# The input:
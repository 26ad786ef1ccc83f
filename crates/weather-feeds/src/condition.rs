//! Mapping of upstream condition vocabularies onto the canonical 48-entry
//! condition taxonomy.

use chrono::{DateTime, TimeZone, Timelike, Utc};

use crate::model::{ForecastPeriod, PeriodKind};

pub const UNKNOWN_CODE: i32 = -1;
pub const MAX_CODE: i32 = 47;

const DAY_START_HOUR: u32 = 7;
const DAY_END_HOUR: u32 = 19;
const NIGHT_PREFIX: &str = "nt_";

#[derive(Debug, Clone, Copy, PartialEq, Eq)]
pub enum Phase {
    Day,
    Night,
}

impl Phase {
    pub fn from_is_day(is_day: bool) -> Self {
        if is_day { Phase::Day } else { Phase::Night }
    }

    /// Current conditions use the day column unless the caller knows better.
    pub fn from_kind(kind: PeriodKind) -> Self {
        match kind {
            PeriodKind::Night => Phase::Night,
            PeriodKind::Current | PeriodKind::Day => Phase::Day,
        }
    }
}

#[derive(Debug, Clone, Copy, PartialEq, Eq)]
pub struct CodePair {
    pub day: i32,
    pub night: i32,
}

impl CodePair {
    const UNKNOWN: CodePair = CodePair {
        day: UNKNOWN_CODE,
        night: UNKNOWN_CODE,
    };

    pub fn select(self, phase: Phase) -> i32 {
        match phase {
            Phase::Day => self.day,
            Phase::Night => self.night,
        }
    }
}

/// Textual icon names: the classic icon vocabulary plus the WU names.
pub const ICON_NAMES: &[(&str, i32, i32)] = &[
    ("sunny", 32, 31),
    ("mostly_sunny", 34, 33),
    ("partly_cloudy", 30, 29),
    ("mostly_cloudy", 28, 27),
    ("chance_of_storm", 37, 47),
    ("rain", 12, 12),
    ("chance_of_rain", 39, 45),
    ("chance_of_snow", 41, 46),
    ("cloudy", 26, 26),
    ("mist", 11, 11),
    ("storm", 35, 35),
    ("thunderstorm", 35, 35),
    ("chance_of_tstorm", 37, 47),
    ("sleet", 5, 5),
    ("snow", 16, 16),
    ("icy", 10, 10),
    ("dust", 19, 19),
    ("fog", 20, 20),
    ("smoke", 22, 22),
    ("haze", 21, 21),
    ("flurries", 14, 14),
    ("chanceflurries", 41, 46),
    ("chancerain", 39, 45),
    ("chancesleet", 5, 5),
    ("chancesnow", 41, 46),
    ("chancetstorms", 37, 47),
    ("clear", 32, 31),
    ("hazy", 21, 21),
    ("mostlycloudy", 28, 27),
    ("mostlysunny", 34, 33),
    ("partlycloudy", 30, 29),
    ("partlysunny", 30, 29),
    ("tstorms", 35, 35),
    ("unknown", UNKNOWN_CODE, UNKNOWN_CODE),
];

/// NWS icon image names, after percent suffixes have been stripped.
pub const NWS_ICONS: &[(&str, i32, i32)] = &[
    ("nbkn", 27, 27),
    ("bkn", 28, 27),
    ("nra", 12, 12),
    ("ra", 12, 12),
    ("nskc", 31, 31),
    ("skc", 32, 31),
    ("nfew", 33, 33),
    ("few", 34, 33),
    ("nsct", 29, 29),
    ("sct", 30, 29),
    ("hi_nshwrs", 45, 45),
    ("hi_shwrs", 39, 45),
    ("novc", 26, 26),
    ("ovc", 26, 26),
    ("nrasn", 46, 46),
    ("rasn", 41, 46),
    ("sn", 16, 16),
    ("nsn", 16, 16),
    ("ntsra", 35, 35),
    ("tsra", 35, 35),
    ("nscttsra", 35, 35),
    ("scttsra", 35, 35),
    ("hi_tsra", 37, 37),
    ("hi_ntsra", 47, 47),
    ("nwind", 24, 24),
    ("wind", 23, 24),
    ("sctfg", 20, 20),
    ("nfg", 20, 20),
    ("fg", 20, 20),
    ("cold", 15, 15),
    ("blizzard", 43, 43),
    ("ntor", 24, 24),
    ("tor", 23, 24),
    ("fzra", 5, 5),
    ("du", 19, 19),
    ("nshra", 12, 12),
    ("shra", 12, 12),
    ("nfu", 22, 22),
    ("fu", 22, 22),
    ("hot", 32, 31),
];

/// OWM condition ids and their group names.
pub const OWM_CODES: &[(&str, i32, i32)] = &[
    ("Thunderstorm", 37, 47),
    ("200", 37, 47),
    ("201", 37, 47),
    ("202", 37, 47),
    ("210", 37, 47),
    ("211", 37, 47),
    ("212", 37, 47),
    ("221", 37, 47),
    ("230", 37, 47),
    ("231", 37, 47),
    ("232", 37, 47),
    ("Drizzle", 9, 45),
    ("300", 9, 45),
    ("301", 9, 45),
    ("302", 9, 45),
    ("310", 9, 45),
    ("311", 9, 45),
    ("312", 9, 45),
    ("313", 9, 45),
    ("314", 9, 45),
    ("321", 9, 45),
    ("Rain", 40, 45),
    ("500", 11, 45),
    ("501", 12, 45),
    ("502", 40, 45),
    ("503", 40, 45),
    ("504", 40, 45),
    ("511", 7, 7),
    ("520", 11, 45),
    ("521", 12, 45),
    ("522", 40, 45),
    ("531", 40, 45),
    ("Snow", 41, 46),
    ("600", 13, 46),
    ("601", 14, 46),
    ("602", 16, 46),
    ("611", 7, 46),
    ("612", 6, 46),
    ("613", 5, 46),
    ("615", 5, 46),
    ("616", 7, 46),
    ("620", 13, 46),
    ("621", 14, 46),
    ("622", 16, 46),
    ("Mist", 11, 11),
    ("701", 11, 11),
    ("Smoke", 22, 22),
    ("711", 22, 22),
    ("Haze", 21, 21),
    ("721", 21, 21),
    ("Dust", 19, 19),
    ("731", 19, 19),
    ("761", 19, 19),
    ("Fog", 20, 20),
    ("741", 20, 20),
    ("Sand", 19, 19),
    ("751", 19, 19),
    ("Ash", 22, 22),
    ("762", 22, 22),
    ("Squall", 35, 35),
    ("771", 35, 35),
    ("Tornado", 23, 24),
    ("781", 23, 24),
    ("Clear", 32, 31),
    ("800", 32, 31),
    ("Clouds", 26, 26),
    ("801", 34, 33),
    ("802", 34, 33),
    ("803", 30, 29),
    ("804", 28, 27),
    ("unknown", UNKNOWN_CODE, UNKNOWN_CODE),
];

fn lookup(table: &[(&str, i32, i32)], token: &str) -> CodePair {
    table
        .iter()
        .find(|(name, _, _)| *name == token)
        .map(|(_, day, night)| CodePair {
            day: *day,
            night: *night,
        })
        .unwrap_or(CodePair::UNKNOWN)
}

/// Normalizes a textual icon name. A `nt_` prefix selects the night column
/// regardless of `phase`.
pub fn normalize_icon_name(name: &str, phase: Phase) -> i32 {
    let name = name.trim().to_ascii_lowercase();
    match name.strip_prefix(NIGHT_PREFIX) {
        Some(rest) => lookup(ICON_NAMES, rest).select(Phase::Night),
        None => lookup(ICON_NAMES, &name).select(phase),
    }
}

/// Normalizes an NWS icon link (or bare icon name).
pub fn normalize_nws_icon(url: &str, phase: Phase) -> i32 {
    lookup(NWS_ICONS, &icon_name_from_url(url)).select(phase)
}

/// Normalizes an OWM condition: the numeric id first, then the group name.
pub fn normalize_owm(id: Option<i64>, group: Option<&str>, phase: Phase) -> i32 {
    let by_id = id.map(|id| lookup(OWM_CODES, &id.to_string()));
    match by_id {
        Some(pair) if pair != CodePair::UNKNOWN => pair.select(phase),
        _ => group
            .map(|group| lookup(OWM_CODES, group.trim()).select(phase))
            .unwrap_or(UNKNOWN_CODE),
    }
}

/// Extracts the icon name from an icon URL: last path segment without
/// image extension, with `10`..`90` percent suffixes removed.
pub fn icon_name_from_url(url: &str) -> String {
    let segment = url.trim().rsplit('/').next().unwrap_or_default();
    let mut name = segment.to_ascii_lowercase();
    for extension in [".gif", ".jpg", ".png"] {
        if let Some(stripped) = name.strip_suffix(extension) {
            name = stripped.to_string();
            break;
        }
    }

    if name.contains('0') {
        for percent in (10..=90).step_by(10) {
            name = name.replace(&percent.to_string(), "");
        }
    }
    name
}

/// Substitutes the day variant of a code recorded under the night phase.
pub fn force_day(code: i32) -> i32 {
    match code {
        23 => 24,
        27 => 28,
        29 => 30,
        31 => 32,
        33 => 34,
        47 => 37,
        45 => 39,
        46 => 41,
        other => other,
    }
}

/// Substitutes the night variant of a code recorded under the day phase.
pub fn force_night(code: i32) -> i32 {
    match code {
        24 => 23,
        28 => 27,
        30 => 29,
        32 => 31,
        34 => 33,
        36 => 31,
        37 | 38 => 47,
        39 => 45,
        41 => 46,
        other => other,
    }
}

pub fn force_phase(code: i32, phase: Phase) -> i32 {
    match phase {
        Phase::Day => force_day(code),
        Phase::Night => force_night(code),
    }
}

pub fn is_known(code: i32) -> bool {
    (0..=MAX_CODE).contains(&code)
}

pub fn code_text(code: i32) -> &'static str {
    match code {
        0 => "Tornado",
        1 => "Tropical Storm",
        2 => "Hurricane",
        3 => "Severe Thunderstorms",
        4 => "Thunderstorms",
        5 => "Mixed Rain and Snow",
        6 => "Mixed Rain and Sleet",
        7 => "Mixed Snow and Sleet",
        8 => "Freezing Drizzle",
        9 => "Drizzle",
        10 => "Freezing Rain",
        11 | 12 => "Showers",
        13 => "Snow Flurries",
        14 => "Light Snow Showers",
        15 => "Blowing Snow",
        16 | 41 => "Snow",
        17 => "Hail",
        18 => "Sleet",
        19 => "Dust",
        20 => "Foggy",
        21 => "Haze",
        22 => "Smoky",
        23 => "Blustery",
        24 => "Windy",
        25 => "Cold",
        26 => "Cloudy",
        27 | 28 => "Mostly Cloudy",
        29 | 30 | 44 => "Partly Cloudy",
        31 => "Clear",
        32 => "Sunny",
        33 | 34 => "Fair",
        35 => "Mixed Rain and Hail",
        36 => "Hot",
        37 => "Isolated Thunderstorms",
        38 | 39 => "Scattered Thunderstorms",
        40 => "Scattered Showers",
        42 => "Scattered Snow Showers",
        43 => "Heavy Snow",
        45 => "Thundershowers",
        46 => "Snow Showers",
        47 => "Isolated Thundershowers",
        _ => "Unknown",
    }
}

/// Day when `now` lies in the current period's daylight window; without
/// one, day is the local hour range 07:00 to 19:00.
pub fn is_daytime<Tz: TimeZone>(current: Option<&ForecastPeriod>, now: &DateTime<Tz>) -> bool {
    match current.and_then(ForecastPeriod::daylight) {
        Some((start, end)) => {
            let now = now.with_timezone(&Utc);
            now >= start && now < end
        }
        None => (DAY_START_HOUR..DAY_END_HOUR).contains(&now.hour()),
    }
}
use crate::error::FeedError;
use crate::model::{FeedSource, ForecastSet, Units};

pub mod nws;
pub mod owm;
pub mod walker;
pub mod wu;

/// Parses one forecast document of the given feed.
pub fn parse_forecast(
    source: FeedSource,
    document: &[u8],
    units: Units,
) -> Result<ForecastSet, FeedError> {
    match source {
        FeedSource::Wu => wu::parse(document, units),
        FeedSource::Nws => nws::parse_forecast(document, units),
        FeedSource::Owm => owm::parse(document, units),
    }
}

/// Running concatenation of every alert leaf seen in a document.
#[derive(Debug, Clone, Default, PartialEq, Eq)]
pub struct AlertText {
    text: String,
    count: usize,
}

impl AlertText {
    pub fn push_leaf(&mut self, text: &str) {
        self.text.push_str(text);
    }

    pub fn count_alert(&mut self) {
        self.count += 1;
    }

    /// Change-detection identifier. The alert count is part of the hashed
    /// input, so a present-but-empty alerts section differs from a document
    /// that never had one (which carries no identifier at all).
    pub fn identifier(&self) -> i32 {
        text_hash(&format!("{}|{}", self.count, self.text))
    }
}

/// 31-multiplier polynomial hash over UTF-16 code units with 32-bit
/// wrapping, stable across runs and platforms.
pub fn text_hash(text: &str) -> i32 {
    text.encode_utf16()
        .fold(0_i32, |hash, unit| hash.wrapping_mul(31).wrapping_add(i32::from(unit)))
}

# Task to carry out:
What is the number of lines in the entries above that hold the string "stripped"? Please state that number alone.

# Answer section:
3